The authors responded to most of the reviewers’ comments. However, the novel technical contribution of this work is not significant and the potential usefulness of the proposed approach for practical applications has not been demonstrated adequately in the paper.
Meta-review #2
- Please provide your assessment of the paper taking all information into account, including rebuttal. Highlight the key strengths and weaknesses of the paper, clarify how you reconciled contrasting review comments and scores, indicate if concerns were successfully addressed in the rebuttal, and provide a clear justification of your decision. If you disagree with some of the (meta)reviewer statements, you can indicate so in your meta-review. Please make sure that the authors, program chairs, and the public can understand the reason for your decision.
This paper applies NeRF on colonscopic video in term of addressing variation in tissue illumination. The idea is interesting and research topic is clearly novel to the field. Two reviewers are positive and one reviewer is negative but with relative lower confidence. The meta-reviewer thinks the raised issues of R3 has been sufficiently addressed in the rebuttal and can be easily clarified in the final version.
Meta-review #3
- Please provide your assessment of the paper taking all information into account, including rebuttal. Highlight the key strengths and weaknesses of the paper, clarify how you reconciled contrasting review comments and scores, indicate if concerns were successfully addressed in the rebuttal, and provide a clear justification of your decision. If you disagree with some of the (meta)reviewer statements, you can indicate so in your meta-review. Please make sure that the authors, program chairs, and the public can understand the reason for your decision.

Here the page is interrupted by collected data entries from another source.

impl SimulationConfig {
    /// Create a new config with default values
    pub fn new() -> Self {
        Self::default()
    }

    /// Parse a config from TOML; missing fields keep their defaults
    pub fn from_toml_str(content: &str) -> Result<Self> {
        let config: SimulationConfig = toml::from_str(content)?;
        Ok(config)
    }

    /// Load and validate a TOML config file
    pub fn load(path: &Path) -> Result<Self> {
        let content = std::fs::read_to_string(path)?;
        let config = Self::from_toml_str(&content)?;
        config.validate()?;
        Ok(config)
    }

    /// Reject any bundle the engine cannot run with
    pub fn validate(&self) -> Result<()> {
        if self.grid.width == 0 || self.grid.height == 0 {
            return Err(SimError::Configuration(format!(
                "grid must be non-empty, got {}x{}",
                self.grid.width, self.grid.height
            )));
        }
        if self.grid.width > i32::MAX as u32 || self.grid.height > i32::MAX as u32 {
            return Err(SimError::Configuration("grid dimensions exceed i32 range".into()));
        }
        check_non_negative("grid.town_center_radius", self.grid.town_center_radius)?;

        let hh = &self.household;
        if hh.size_min == 0 || hh.size_min > hh.size_max {
            return Err(SimError::Configuration(format!(
                "household size range {}..={} is invalid",
                hh.size_min, hh.size_max
            )));
        }
        check_distribution(
            "household.sector_distribution",
            &[
                hh.sector_distribution.agriculture,
                hh.sector_distribution.manufacturing,
                hh.sector_distribution.services,
            ],
        )?;
        check_probability("household.initial_urban_fraction", hh.initial_urban_fraction)?;
        check_positive("household.education_max", hh.education_max)?;
        check_positive("household.health_max", hh.health_max)?;
        check_non_negative("household.initial_education_max", hh.initial_education_max)?;
        check_probability("household.initial_health_min", hh.initial_health_min)?;
        check_probability("household.rural_attachment_min", hh.rural_attachment_min)?;
        check_probability("household.rural_attachment_max", hh.rural_attachment_max)?;
        if hh.rural_attachment_min > hh.rural_attachment_max {
            return Err(SimError::Configuration(
                "household.rural_attachment_min exceeds rural_attachment_max".into(),
            ));
        }

        let rates = &self.rates;
        check_probability("rates.flood_risk", rates.flood_risk)?;
        check_probability("rates.remittance_rate", rates.remittance_rate)?;
        check_probability("rates.cooperative_rate", rates.cooperative_rate)?;
        check_probability("rates.microfinance_rate", rates.microfinance_rate)?;
        check_probability("rates.landless_rate", rates.landless_rate)?;
        check_probability("rates.off_grid_rate", rates.off_grid_rate)?;
        check_non_negative("rates.urban_wage_multiplier", rates.urban_wage_multiplier)?;

        for (sector, wage) in self.wages.iter() {
            check_non_negative(&format!("wages.{}", sector.label()), *wage)?;
        }

        let income = &self.income;
        check_non_negative("income.landless_agriculture_multiplier", income.landless_agriculture_multiplier)?;
        check_non_negative("income.remittance_amount", income.remittance_amount)?;
        check_probability("income.consumption_rate", income.consumption_rate)?;
        check_non_negative("income.poverty_line", income.poverty_line)?;
        check_non_negative("income.road_multiplier", income.road_multiplier)?;
        check_non_negative("income.market_multiplier", income.market_multiplier)?;
        check_non_negative("income.utility_multiplier", income.utility_multiplier)?;

        check_probability("shocks.flood_income_penalty", self.shocks.flood_income_penalty)?;
        check_probability("shocks.flood_savings_drawdown", self.shocks.flood_savings_drawdown)?;

        let inv = &self.investment;
        check_non_negative("investment.threshold", inv.threshold)?;
        check_probability("investment.education_fraction", inv.education_fraction)?;
        check_probability("investment.health_fraction", inv.health_fraction)?;
        check_positive("investment.education_cost_per_level", inv.education_cost_per_level)?;
        check_positive("investment.health_cost_per_unit", inv.health_cost_per_unit)?;

        check_probability("transition.switch_probability", self.transition.switch_probability)?;
        check_non_negative("transition.job_search_radius", self.transition.job_search_radius)?;

        check_non_negative("migration.income_margin", self.migration.income_margin)?;
        check_non_negative("migration.cost", self.migration.cost)?;
        if !(self.migration.step_distance >= 1.0) {
            return Err(SimError::Configuration(format!(
                "migration.step_distance must be at least one cell, got {}",
                self.migration.step_distance
            )));
        }

        let biz = &self.business;
        check_distribution(
            "business.sector_distribution",
            &[
                biz.sector_distribution.agriculture,
                biz.sector_distribution.manufacturing,
                biz.sector_distribution.services,
            ],
        )?;
        check_distribution("business.size_distribution", &biz.size_distribution)?;
        for (sector, revenue) in biz.revenue_per_worker.iter() {
            check_non_negative(&format!("business.revenue_per_worker.{}", sector.label()), *revenue)?;
        }
        if biz.size_capacity.iter().any(|c| *c == 0) {
            return Err(SimError::Configuration("business.size_capacity entries must be positive".into()));
        }
        for cost in biz.upgrade_cost {
            check_non_negative("business.upgrade_cost", cost)?;
        }
        check_non_negative("business.productivity_min", biz.productivity_min)?;
        if biz.productivity_min > biz.productivity_max {
            return Err(SimError::Configuration(
                "business.productivity_min exceeds productivity_max".into(),
            ));
        }
        check_non_negative("business.wage_cost_per_employee", biz.wage_cost_per_employee)?;
        check_non_negative("business.overhead", biz.overhead)?;
        check_non_negative("business.expansion_threshold", biz.expansion_threshold)?;
        check_non_negative("business.hire_cost", biz.hire_cost)?;
        check_non_negative("business.hiring_radius", biz.hiring_radius)?;
        check_non_negative("business.road_multiplier", biz.road_multiplier)?;
        check_non_negative("business.utility_multiplier", biz.utility_multiplier)?;
        check_non_negative("business.market_multiplier", biz.market_multiplier)?;

        let infra = &self.infrastructure;
        for (kind, cost) in infra.costs.iter() {
            check_non_negative(&format!("infrastructure.costs.{}", kind.label()), *cost)?;
        }
        for (kind, radius) in infra.radii.iter() {
            check_non_negative(&format!("infrastructure.radii.{}", kind.label()), *radius)?;
        }
        check_probability("infrastructure.quality_decay", infra.quality_decay)?;
        check_probability("infrastructure.min_quality", infra.min_quality)?;
        if infra.max_items_per_cell == 0 {
            return Err(SimError::Configuration(
                "infrastructure.max_items_per_cell must be at least 1".into(),
            ));
        }
        let mut priority = infra.build_priority.clone();
        priority.sort();
        priority.dedup();
        if priority.len() != InfrastructureType::ALL.len() || infra.build_priority.len() != priority.len() {
            return Err(SimError::Configuration(
                "infrastructure.build_priority must list every type exactly once".into(),
            ));
        }

        let policy = &self.policy;
        check_non_negative("policy.budget", policy.budget)?;
        if policy.interval == 0 {
            return Err(SimError::Configuration("policy.interval must be at least 1".into()));
        }
        for (category, fraction) in policy.default_fractions.iter() {
            check_probability(&format!("policy.default_fractions.{:?}", category), *fraction)?;
        }
        if policy.default_fractions.sum() <= 0.0 {
            return Err(SimError::Configuration("policy.default_fractions must not all be zero".into()));
        }
        check_probability("policy.min_fraction", policy.min_fraction)?;
        check_probability("policy.max_fraction", policy.max_fraction)?;
        let categories = policy.default_fractions.iter().count() as f64;
        if policy.min_fraction > policy.max_fraction
            || policy.min_fraction * categories > 1.0 + 1e-9
            || policy.max_fraction * categories < 1.0 - 1e-9
        {
            return Err(SimError::Configuration(format!(
                "allocation band [{}, {}] cannot hold fractions summing to 1",
                policy.min_fraction, policy.max_fraction
            )));
        }

        let programs = &policy.programs;
        check_positive("policy.programs.education_cost", programs.education_cost)?;
        check_positive("policy.programs.health_cost", programs.health_cost)?;
        check_positive("policy.programs.business_grant", programs.business_grant)?;
        check_positive("policy.programs.training_cost", programs.training_cost)?;
        check_probability("policy.programs.training_success", programs.training_success)?;
        check_positive("policy.programs.direct_grant", programs.direct_grant)?;
        check_positive("policy.programs.microfinance_loan", programs.microfinance_loan)?;

        Ok(())
    }
}
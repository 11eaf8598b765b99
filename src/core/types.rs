//! Core type definitions used throughout the codebase

use serde::{Deserialize, Serialize};

/// Simulation step counter; five steps make a simulated year and incomes are monthly rates
pub type Step = u64;

/// Unique identifier for households
#[derive(Debug, Clone, Copy, PartialEq, Eq, PartialOrd, Ord, Hash, Serialize, Deserialize)]
pub struct HouseholdId(pub u32);

impl HouseholdId {
    pub fn new(id: u32) -> Self {
        Self(id)
    }
}

/// Unique identifier for businesses
#[derive(Debug, Clone, Copy, PartialEq, Eq, PartialOrd, Ord, Hash, Serialize, Deserialize)]
pub struct BusinessId(pub u32);

impl BusinessId {
    pub fn new(id: u32) -> Self {
        Self(id)
    }
}

/// Unique identifier for infrastructure items
#[derive(Debug, Clone, Copy, PartialEq, Eq, PartialOrd, Ord, Hash, Serialize, Deserialize)]
pub struct InfrastructureId(pub u32);

impl InfrastructureId {
    pub fn new(id: u32) -> Self {
        Self(id)
    }
}

/// Anything that can sit on a grid cell
#[derive(Debug, Clone, Copy, PartialEq, Eq, PartialOrd, Ord, Hash, Serialize, Deserialize)]
pub enum Occupant {
    Household(HouseholdId),
    Business(BusinessId),
    Infrastructure(InfrastructureId),
}

/// Integer cell coordinate on the settlement lattice
///
/// Signed so that callers can express (and be rejected for) positions
/// left of or above the grid.
#[derive(Debug, Clone, Copy, Default, PartialEq, Eq, PartialOrd, Ord, Hash, Serialize, Deserialize)]
pub struct Position {
    pub x: i32,
    pub y: i32,
}

impl Position {
    pub fn new(x: i32, y: i32) -> Self {
        Self { x, y }
    }

    /// Euclidean distance in cells
    pub fn distance(&self, other: &Self) -> f64 {
        let dx = f64::from(self.x - other.x);
        let dy = f64::from(self.y - other.y);
        (dx * dx + dy * dy).sqrt()
    }

    /// Move up to `max_cells` along the straight line towards `target`.
    ///
    /// Lands exactly on `target` when it is closer than `max_cells`.
    pub fn step_toward(&self, target: &Self, max_cells: f64) -> Self {
        let distance = self.distance(target);
        if distance <= max_cells || distance == 0.0 {
            return *target;
        }
        let t = max_cells / distance;
        let x = f64::from(self.x) + f64::from(target.x - self.x) * t;
        let y = f64::from(self.y) + f64::from(target.y - self.y) * t;
        Self::new(x.round() as i32, y.round() as i32)
    }
}

impl std::fmt::Display for Position {
    fn fmt(&self, f: &mut std::fmt::Formatter<'_>) -> std::fmt::Result {
        write!(f, "({}, {})", self.x, self.y)
    }
}

/// Economic sector of a household or business
#[derive(Debug, Clone, Copy, PartialEq, Eq, PartialOrd, Ord, Hash, Serialize, Deserialize)]
#[serde(rename_all = "snake_case")]
pub enum Sector {
    Agriculture,
    Manufacturing,
    Services,
}

impl Sector {
    pub const ALL: [Sector; 3] = [Sector::Agriculture, Sector::Manufacturing, Sector::Services];

    /// Sectors that earn the urban wage premium inside the town center
    pub fn is_urban_trade(&self) -> bool {
        match self {
            Sector::Agriculture => false,
            Sector::Manufacturing | Sector::Services => true,
        }
    }

    pub fn label(&self) -> &'static str {
        match self {
            Sector::Agriculture => "agriculture",
            Sector::Manufacturing => "manufacturing",
            Sector::Services => "services",
        }
    }
}

/// Kind of infrastructure the policy engine can build
#[derive(Debug, Clone, Copy, PartialEq, Eq, PartialOrd, Ord, Hash, Serialize, Deserialize)]
#[serde(rename_all = "snake_case")]
pub enum InfrastructureType {
    Road,
    School,
    Clinic,
    Market,
    Utility,
}

impl InfrastructureType {
    pub const ALL: [InfrastructureType; 5] = [
        InfrastructureType::Road,
        InfrastructureType::School,
        InfrastructureType::Clinic,
        InfrastructureType::Market,
        InfrastructureType::Utility,
    ];

    pub fn label(&self) -> &'static str {
        match self {
            InfrastructureType::Road => "road",
            InfrastructureType::School => "school",
            InfrastructureType::Clinic => "clinic",
            InfrastructureType::Market => "market",
            InfrastructureType::Utility => "utility",
        }
    }
}

/// One value per sector, addressable by `Sector`
#[derive(Debug, Clone, Copy, Default, PartialEq, Serialize, Deserialize)]
pub struct SectorTable<T> {
    pub agriculture: T,
    pub manufacturing: T,
    pub services: T,
}

impl<T> SectorTable<T> {
    pub fn new(agriculture: T, manufacturing: T, services: T) -> Self {
        Self { agriculture, manufacturing, services }
    }

    pub fn get(&self, sector: Sector) -> &T {
        match sector {
            Sector::Agriculture => &self.agriculture,
            Sector::Manufacturing => &self.manufacturing,
            Sector::Services => &self.services,
        }
    }

    pub fn get_mut(&mut self, sector: Sector) -> &mut T {
        match sector {
            Sector::Agriculture => &mut self.agriculture,
            Sector::Manufacturing => &mut self.manufacturing,
            Sector::Services => &mut self.services,
        }
    }

    /// Iterate in `Sector::ALL` order
    pub fn iter(&self) -> impl Iterator<Item = (Sector, &T)> {
        Sector::ALL.into_iter().map(move |s| (s, self.get(s)))
    }
}

/// One value per infrastructure type, addressable by `InfrastructureType`
#[derive(Debug, Clone, Copy, Default, PartialEq, Serialize, Deserialize)]
pub struct InfraTable<T> {
    pub road: T,
    pub school: T,
    pub clinic: T,
    pub market: T,
    pub utility: T,
}

impl<T> InfraTable<T> {
    pub fn new(road: T, school: T, clinic: T, market: T, utility: T) -> Self {
        Self { road, school, clinic, market, utility }
    }

    pub fn get(&self, kind: InfrastructureType) -> &T {
        match kind {
            InfrastructureType::Road => &self.road,
            InfrastructureType::School => &self.school,
            InfrastructureType::Clinic => &self.clinic,
            InfrastructureType::Market => &self.market,
            InfrastructureType::Utility => &self.utility,
        }
    }

    pub fn get_mut(&mut self, kind: InfrastructureType) -> &mut T {
        match kind {
            InfrastructureType::Road => &mut self.road,
            InfrastructureType::School => &mut self.school,
            InfrastructureType::Clinic => &mut self.clinic,
            InfrastructureType::Market => &mut self.market,
            InfrastructureType::Utility => &mut self.utility,
        }
    }

    /// Iterate in `InfrastructureType::ALL` order
    pub fn iter(&self) -> impl Iterator<Item = (InfrastructureType, &T)> {
        InfrastructureType::ALL.into_iter().map(move |k| (k, self.get(k)))
    }
}

impl<T: Clone> InfraTable<T> {
    pub fn splat(value: T) -> Self {
        Self::new(value.clone(), value.clone(), value.clone(), value.clone(), value)
    }
}

/// Spending category of the policy budget
#[derive(Debug, Clone, Copy, PartialEq, Eq, PartialOrd, Ord, Hash, Serialize, Deserialize)]
#[serde(rename_all = "snake_case")]
pub enum PolicyCategory {
    Infrastructure,
    Education,
    Health,
    Economic,
    Direct,
}

impl PolicyCategory {
    pub const ALL: [PolicyCategory; 5] = [
        PolicyCategory::Infrastructure,
        PolicyCategory::Education,
        PolicyCategory::Health,
        PolicyCategory::Economic,
        PolicyCategory::Direct,
    ];
}

/// One value per policy category, addressable by `PolicyCategory`
#[derive(Debug, Clone, Copy, Default, PartialEq, Serialize, Deserialize)]
pub struct CategoryTable<T> {
    pub infrastructure: T,
    pub education: T,
    pub health: T,
    pub economic: T,
    pub direct: T,
}

impl<T> CategoryTable<T> {
    pub fn new(infrastructure: T, education: T, health: T, economic: T, direct: T) -> Self {
        Self { infrastructure, education, health, economic, direct }
    }

    pub fn get(&self, category: PolicyCategory) -> &T {
        match category {
            PolicyCategory::Infrastructure => &self.infrastructure,
            PolicyCategory::Education => &self.education,
            PolicyCategory::Health => &self.health,
            PolicyCategory::Economic => &self.economic,
            PolicyCategory::Direct => &self.direct,
        }
    }

    pub fn get_mut(&mut self, category: PolicyCategory) -> &mut T {
        match category {
            PolicyCategory::Infrastructure => &mut self.infrastructure,
            PolicyCategory::Education => &mut self.education,
            PolicyCategory::Health => &mut self.health,
            PolicyCategory::Economic => &mut self.economic,
            PolicyCategory::Direct => &mut self.direct,
        }
    }

    /// Iterate in `PolicyCategory::ALL` order
    pub fn iter(&self) -> impl Iterator<Item = (PolicyCategory, &T)> {
        PolicyCategory::ALL.into_iter().map(move |c| (c, self.get(c)))
    }
}

impl CategoryTable<f64> {
    pub fn sum(&self) -> f64 {
        self.iter().map(|(_, v)| *v).sum()
    }
}

#[cfg(test)]
mod tests {
    use super::*;

    #[test]
    fn test_household_id_ordering() {
        assert!(HouseholdId(1) < HouseholdId(2));
        assert_eq!(HouseholdId::new(7), HouseholdId(7));
    }

    #[test]
    fn test_position_distance() {
        let a = Position::new(0, 0);
        let b = Position::new(3, 4);
        assert!((a.distance(&b) - 5.0).abs() < 1e-12);
        assert_eq!(a.distance(&a), 0.0);
    }

    #[test]
    fn test_step_toward_stops_at_target() {
        let from = Position::new(0, 0);
        let to = Position::new(2, 0);
        assert_eq!(from.step_toward(&to, 5.0), to);
    }

    #[test]
    fn test_step_toward_partial_move() {
        let from = Position::new(0, 0);
        let to = Position::new(10, 0);
        assert_eq!(from.step_toward(&to, 4.0), Position::new(4, 0));

        // Diagonal moves get closer without overshooting
        let diag = Position::new(0, 0).step_toward(&Position::new(10, 10), 5.0);
        assert!(diag.distance(&Position::new(10, 10)) < Position::new(0, 0).distance(&Position::new(10, 10)));
    }

    #[test]
    fn test_urban_trade_sectors() {
        assert!(!Sector::Agriculture.is_urban_trade());
        assert!(Sector::Manufacturing.is_urban_trade());
        assert!(Sector::Services.is_urban_trade());
    }

    #[test]
    fn test_sector_table_lookup() {
        let mut table = SectorTable::new(1, 2, 3);
        assert_eq!(*table.get(Sector::Manufacturing), 2);
        *table.get_mut(Sector::Services) += 10;
        assert_eq!(table.services, 13);
        let order: Vec<Sector> = table.iter().map(|(s, _)| s).collect();
        assert_eq!(order, Sector::ALL.to_vec());
    }

    #[test]
    fn test_infra_table_splat() {
        let table = InfraTable::splat(0.5);
        assert!(table.iter().all(|(_, v)| *v == 0.5));
        assert_eq!(table.iter().count(), 5);
    }
}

This submission gives a NeRF adaptation for reconstructing implicit 3D scene representations from colonscopic images, by incorporating illumination model conditioning. 3D reconstruction of colonoscopic and other endoscopic images is an important and open research objective in CAI. R1 and R2 are in favour of acceptance. R3 and R2 state limited novelty (I agree the work is an incremental improvement), and R3 states unclear value of illumination conditioning (the main technical contribution) on down-stream tasks. As NeRF-based reconstruction is becoming more common, it is likely that exploiting the specific nature of the illumination in MIS images, should be beneficial. At the same time, the benefits have not been very convincing in this study, and marginal (no statistical significance given) and probably not enough to see a meaningful gain in various CAI-related down-stream tasks e.g. 3D measurement, inter-modal registration, simulated ML training, or improved simulated surgery. I am therefore inclined to recommend rejection, and recommend that the authors focus on quantifying technical, and importantly clinical value of this technique specifically for CAI systems and applications.